Das Gesetz, das eine Verrechnung von Aktienverlusten nur mit Aktiengewinnen zulässt, verstößt gegen den Gleichbehandlungsgrundsatz des Grundgesetzes und ist daher verfassungswidrig. Denn Verluste aus Aktienverkäufen werden schlechter behandelt als andere Verluste aus Kapitalvermögen. Hierfür gibt es keinen hinreichenden sachlichen Grund:
- Soweit der Gesetzgeber befürchtet, dass bei einem Börsencrash die steuerlich geltend gemachten Aktienverluste den Finanzhaushalt beeinträchtigen könnten, ist dies ein rein fiskalischer Grund, der es nicht rechtfertigt, den Grundsatz der Besteuerung nach der wirtschaftlichen Leistungsfähigkeit zu durchbrechen.

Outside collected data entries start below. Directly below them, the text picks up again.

// Connectivity Port - the process-wide online flag

use std::sync::atomic::{AtomicBool, Ordering};

/// Online/offline signal consulted when a transport call fails
pub trait Connectivity: Send + Sync {
    fn is_online(&self) -> bool;
}

/// Settable online flag (starts online)
#[derive(Debug)]
pub struct OnlineFlag {
    online: AtomicBool,
}

impl Default for OnlineFlag {
    fn default() -> Self {
        Self {
            online: AtomicBool::new(true),
        }
    }
}

impl OnlineFlag {
    pub fn new(online: bool) -> Self {
        Self {
            online: AtomicBool::new(online),
        }
    }

    pub fn set_online(&self, online: bool) {
        let previous = self.online.swap(online, Ordering::SeqCst);
        if previous != online {
            tracing::info!(online, "Connectivity changed");
        }
    }
}

impl Connectivity for OnlineFlag {
    fn is_online(&self) -> bool {
        self.online.load(Ordering::SeqCst)
    }
}

#[cfg(test)]
mod tests {
    use super::*;

    #[test]
    fn test_flag_toggles() {
        let flag = OnlineFlag::default();
        assert!(flag.is_online());
        flag.set_online(false);
        assert!(!flag.is_online());
        flag.set_online(true);
        assert!(flag.is_online());
    }
}
//! Testdeck SDK - typed console API
//!
//! Thin typed layer over the core [`RequestClient`](testdeck_core::RequestClient):
//! test-case CRUD, single and batch execution triggers, schedules, status
//! and report downloads.
//!
//! # Example
//!
//! ```no_run
//! use std::sync::Arc;
//! use testdeck_core::{ClientConfig, JobKind, RequestClient};
//! use testdeck_sdk::ConsoleApi;
//! # use testdeck_core::port::HttpTransport;
//!
//! # async fn example(transport: Arc<dyn HttpTransport>) -> Result<(), Box<dyn std::error::Error>> {
//! let client = Arc::new(RequestClient::new(ClientConfig::default(), transport));
//! let api = ConsoleApi::new(client);
//!
//! let started = api.execute_test_case(7).await?;
//! let status = api.execution_status(&started.execution_id).await?;
//! println!("{} is {}", started.execution_id, status.status);
//! # Ok(())
//! # }
//! ```

mod client;
mod error;
mod types;

pub use client::ConsoleApi;
pub use error::{Result, SdkError};
pub use types::{BatchRequest, BatchStarted, ExecutionStarted, JobStatus, Schedule, TestCase};
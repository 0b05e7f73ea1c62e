//! Configuration records for the console services
//!
//! Every recognized option is listed here with its default; callers build
//! these from a file/environment (see the CLI) or use `Default`.

use crate::domain::JobKind;
use crate::error::{AppError, Result};
use serde::{Deserialize, Serialize};
use std::time::Duration;

/// Default request deadline (10s)
pub const DEFAULT_TIMEOUT_MS: u64 = 10_000;

/// Default attempt budget per request
pub const DEFAULT_MAX_RETRIES: u32 = 3;

/// Default linear backoff unit (1s)
pub const DEFAULT_BASE_DELAY_MS: u64 = 1_000;

/// Default notification lifetime (5s)
pub const DEFAULT_NOTIFICATION_DURATION_MS: u64 = 5_000;

/// Default number of simultaneously visible notifications
pub const DEFAULT_MAX_VISIBLE: usize = 5;

/// Default poll interval for a single execution (3s)
pub const DEFAULT_SINGLE_INTERVAL_MS: u64 = 3_000;

/// Default poll interval for a batch (5s)
pub const DEFAULT_BATCH_INTERVAL_MS: u64 = 5_000;

/// Request client settings
#[derive(Debug, Clone, PartialEq, Serialize, Deserialize)]
#[serde(default)]
pub struct ClientConfig {
    /// Origin + path prefix prepended to every endpoint
    pub base_url: String,
    pub timeout_ms: u64,
    /// Total attempt budget (first attempt included)
    pub max_retries: u32,
    pub base_delay_ms: u64,
}

impl Default for ClientConfig {
    fn default() -> Self {
        Self {
            base_url: "http://localhost:8080/api".to_string(),
            timeout_ms: DEFAULT_TIMEOUT_MS,
            max_retries: DEFAULT_MAX_RETRIES,
            base_delay_ms: DEFAULT_BASE_DELAY_MS,
        }
    }
}

impl ClientConfig {
    pub fn with_base_url(base_url: impl Into<String>) -> Self {
        Self {
            base_url: base_url.into(),
            ..Self::default()
        }
    }

    pub fn timeout(&self) -> Duration {
        Duration::from_millis(self.timeout_ms)
    }

    pub fn base_delay(&self) -> Duration {
        Duration::from_millis(self.base_delay_ms)
    }

    /// Join the base URL and an endpoint with exactly one slash
    pub fn url_for(&self, endpoint: &str) -> String {
        if endpoint.starts_with("http://") || endpoint.starts_with("https://") {
            return endpoint.to_string();
        }
        format!(
            "{}/{}",
            self.base_url.trim_end_matches('/'),
            endpoint.trim_start_matches('/')
        )
    }
}

/// Notification queue settings
#[derive(Debug, Clone, PartialEq, Serialize, Deserialize)]
#[serde(default)]
pub struct NotificationConfig {
    pub duration_ms: u64,
    pub max_visible: usize,
}

impl Default for NotificationConfig {
    fn default() -> Self {
        Self {
            duration_ms: DEFAULT_NOTIFICATION_DURATION_MS,
            max_visible: DEFAULT_MAX_VISIBLE,
        }
    }
}

impl NotificationConfig {
    pub fn duration(&self) -> Duration {
        Duration::from_millis(self.duration_ms)
    }
}

/// Polling registry settings
#[derive(Debug, Clone, PartialEq, Serialize, Deserialize)]
#[serde(default)]
pub struct PollingConfig {
    pub single_interval_ms: u64,
    pub batch_interval_ms: u64,
    /// Status endpoint for single executions; `{id}` is replaced by the job id
    pub execution_status_path: String,
    /// Status endpoint for batches; `{id}` is replaced by the job id
    pub batch_status_path: String,
}

impl Default for PollingConfig {
    fn default() -> Self {
        Self {
            single_interval_ms: DEFAULT_SINGLE_INTERVAL_MS,
            batch_interval_ms: DEFAULT_BATCH_INTERVAL_MS,
            execution_status_path: "/executions/{id}".to_string(),
            batch_status_path: "/batches/{id}".to_string(),
        }
    }
}

impl PollingConfig {
    pub fn interval_for(&self, kind: JobKind) -> Duration {
        match kind {
            JobKind::Single => Duration::from_millis(self.single_interval_ms),
            JobKind::Batch => Duration::from_millis(self.batch_interval_ms),
        }
    }

    /// Status endpoint for a job; the id is encoded as one path segment
    pub fn status_path(&self, kind: JobKind, job_id: &str) -> String {
        let template = match kind {
            JobKind::Single => &self.execution_status_path,
            JobKind::Batch => &self.batch_status_path,
        };
        template.replace("{id}", &urlencoding::encode(job_id))
    }
}

/// Aggregate configuration for a console process
#[derive(Debug, Clone, Default, PartialEq, Serialize, Deserialize)]
#[serde(default)]
pub struct ConsoleConfig {
    pub client: ClientConfig,
    pub notifications: NotificationConfig,
    pub polling: PollingConfig,
}

impl ConsoleConfig {
    /// Reject values the services cannot work with
    pub fn validate(&self) -> Result<()> {
        let base = self.client.base_url.trim();
        if base.is_empty() {
            return Err(AppError::Config("client.base_url must not be empty".into()));
        }
        if !(base.starts_with("http://") || base.starts_with("https://")) {
            return Err(AppError::Config(format!(
                "client.base_url must be an http(s) URL, got '{}'",
                base
            )));
        }
        if self.client.timeout_ms == 0 {
            return Err(AppError::Config("client.timeout_ms must be > 0".into()));
        }
        if self.client.max_retries == 0 {
            return Err(AppError::Config(
                "client.max_retries must be at least 1 (it counts the first attempt)".into(),
            ));
        }
        if self.notifications.max_visible == 0 {
            return Err(AppError::Config(
                "notifications.max_visible must be at least 1".into(),
            ));
        }
        if self.polling.single_interval_ms == 0 || self.polling.batch_interval_ms == 0 {
            return Err(AppError::Config("polling intervals must be > 0".into()));
        }
        for template in [
            &self.polling.execution_status_path,
            &self.polling.batch_status_path,
        ] {
            if !template.contains("{id}") {
                return Err(AppError::Config(format!(
                    "status path '{}' is missing the {{id}} placeholder",
                    template
                )));
            }
        }
        Ok(())
    }
}
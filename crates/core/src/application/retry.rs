// Retry logic: linear backoff over a bounded attempt budget
use crate::domain::{ApiFailure, PendingRequest};
use std::time::Duration;
use tracing::warn;

/// Retry decision result
#[derive(Debug, PartialEq, Eq)]
pub enum RetryDecision {
    /// Retry after the given backoff
    Retry(Duration),
    /// Do not retry, surface the failure
    GiveUp,
}

/// Retry policy for outbound requests
///
/// Determines if a failed attempt should be repeated based on:
/// - The failure class (only 5xx and online network failures are retried)
/// - The current attempt number against the attempt budget
/// - A linear backoff: `delay = base_delay * attempt`
#[derive(Debug, Clone)]
pub struct RetryPolicy {
    base_delay: Duration,
}

impl RetryPolicy {
    /// Create a new retry policy
    ///
    /// # Arguments
    /// * `base_delay` - Backoff unit (default: 1000ms)
    pub fn new(base_delay: Duration) -> Self {
        Self { base_delay }
    }

    /// Backoff slept after a failed `attempt` (1-based)
    pub fn backoff_for(&self, attempt: u32) -> Duration {
        self.base_delay * attempt
    }

    /// Decide what to do after `request.attempt` failed with `failure`
    ///
    /// # Example
    /// ```text
    /// match policy.decide(&pending, &failure) {
    ///     RetryDecision::Retry(delay) => sleeper.sleep(delay).await,
    ///     RetryDecision::GiveUp => return Err(failure),
    /// }
    /// ```
    pub fn decide(&self, request: &PendingRequest, failure: &ApiFailure) -> RetryDecision {
        if !failure.is_retryable() {
            return RetryDecision::GiveUp;
        }

        if request.is_last_attempt() {
            warn!(
                correlation_id = %request.correlation_id,
                url = %request.url,
                attempts = request.attempt,
                status = failure.status,
                "Max retry attempts reached"
            );
            return RetryDecision::GiveUp;
        }

        let delay = self.backoff_for(request.attempt);
        warn!(
            correlation_id = %request.correlation_id,
            url = %request.url,
            attempt = request.attempt,
            max_retries = request.max_retries,
            status = failure.status,
            delay_ms = delay.as_millis() as u64,
            "Scheduling retry"
        );

        RetryDecision::Retry(delay)
    }
}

Außerdem ist es nicht realitätsgerecht anzunehmen, dass bei einem Börsencrash genügend andere Kapitalerträge entstehen könnten, mit denen eine Verrechnung möglich sein könnte.
- Zudem ist es nicht realitätsgerecht, dass der Gesetzgeber die Beschränkung der Verlustverrechnung nicht bei indirekten Aktienanlagen wie Aktienfondsanteilen, Aktienzertifikaten oder -optionen anordnet.
- Weiterhin ist es verfassungsrechtlich nicht zu akzeptieren, dass die Beschränkung der Verlustverrechnung von Aktienverlusten auch dann gilt, wenn es keinen Börsencrash gibt.
- Die Beschränkung der Verlustverrechnung kann nicht mit der Notwendigkeit zur Verhinderung missbräuchlicher Steuergestaltungen gerechtfertigt werden. Insbesondere steht es dem Steuerpflichtigen frei, Verluste aus Aktien dann zu realisieren, wenn er den Verlust steuerlich optimal nutzen kann, weil er andere positive Einkünfte aus Kapitalvermögen hat.
- Die Beschränkung der Verlustverrechnung kann auch nicht damit gerechtfertigt werden, dass Spekulationsgeschäfte verhindert werden sollen. Denn erfasst werden auch Verluste aus langfristig gehaltenen Aktien und damit nicht-spekulative Aktienanlagen.
Hinweis: Die Entscheidung liegt nun beim BVerfG, das als einziges Gericht Gesetze für verfassungswidrig erklären darf. Der Ausgang des Verfahrens hat erhebliche Bedeutung für Kapitalanleger, weil sie im Fall der Verfassungswidrigkeit ihre Verluste aus Aktiengeschäften mit Dividenden oder Zinsen verrechnen könnten.